**REQUIRED ACTION**:
Could you restate word for word every line from the one containing "use std::fmt;" to the end of the records, and nothing else?

==== INPUT MATERIAL

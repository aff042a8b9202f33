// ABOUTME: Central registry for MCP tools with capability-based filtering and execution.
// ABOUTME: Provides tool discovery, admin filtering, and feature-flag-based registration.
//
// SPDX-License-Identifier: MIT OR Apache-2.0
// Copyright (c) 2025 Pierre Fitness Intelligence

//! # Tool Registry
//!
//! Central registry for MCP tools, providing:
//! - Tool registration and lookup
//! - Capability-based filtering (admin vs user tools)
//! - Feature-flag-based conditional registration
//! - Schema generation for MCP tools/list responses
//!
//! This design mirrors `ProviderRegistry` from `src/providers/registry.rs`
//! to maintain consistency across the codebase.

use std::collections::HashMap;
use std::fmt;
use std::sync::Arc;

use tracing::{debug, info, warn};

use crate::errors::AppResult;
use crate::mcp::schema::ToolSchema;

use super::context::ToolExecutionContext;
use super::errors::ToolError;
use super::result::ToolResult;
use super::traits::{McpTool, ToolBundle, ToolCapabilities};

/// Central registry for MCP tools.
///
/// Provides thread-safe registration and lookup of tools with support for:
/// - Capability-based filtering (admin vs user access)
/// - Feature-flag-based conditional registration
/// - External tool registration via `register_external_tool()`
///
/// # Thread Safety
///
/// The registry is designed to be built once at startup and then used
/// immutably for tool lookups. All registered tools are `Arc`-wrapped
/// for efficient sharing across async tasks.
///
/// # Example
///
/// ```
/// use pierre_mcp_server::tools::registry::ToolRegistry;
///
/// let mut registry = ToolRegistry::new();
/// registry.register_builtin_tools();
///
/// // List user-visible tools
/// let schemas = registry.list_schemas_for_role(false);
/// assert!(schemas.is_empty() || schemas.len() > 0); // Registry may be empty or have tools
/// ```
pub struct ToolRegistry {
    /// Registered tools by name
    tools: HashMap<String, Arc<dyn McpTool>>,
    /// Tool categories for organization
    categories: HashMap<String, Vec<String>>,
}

========

**RESULT FOR THIS EXERCISE**:
use std::fmt;
use std::sync::Arc;

use tracing::{debug, info, warn};

use crate::errors::AppResult;
use crate::mcp::schema::ToolSchema;

use super::context::ToolExecutionContext;
use super::errors::ToolError;
use super::result::ToolResult;
use super::traits::{McpTool, ToolBundle, ToolCapabilities};

/// Central registry for MCP tools.
///
/// Provides thread-safe registration and lookup of tools with support for:
/// - Capability-based filtering (admin vs user access)
/// - Feature-flag-based conditional registration
/// - External tool registration via `register_external_tool()`
///
/// # Thread Safety
///
/// The registry is designed to be built once at startup and then used
/// immutably for tool lookups. All registered tools are `Arc`-wrapped
/// for efficient sharing across async tasks.
///
/// # Example
///
/// ```
/// use pierre_mcp_server::tools::registry::ToolRegistry;
///
/// let mut registry = ToolRegistry::new();
/// registry.register_builtin_tools();
///
/// // List user-visible tools
/// let schemas = registry.list_schemas_for_role(false);
/// assert!(schemas.is_empty() || schemas.len() > 0); // Registry may be empty or have tools
/// ```
pub struct ToolRegistry {
    /// Registered tools by name
    tools: HashMap<String, Arc<dyn McpTool>>,
    /// Tool categories for organization
    categories: HashMap<String, Vec<String>>,
}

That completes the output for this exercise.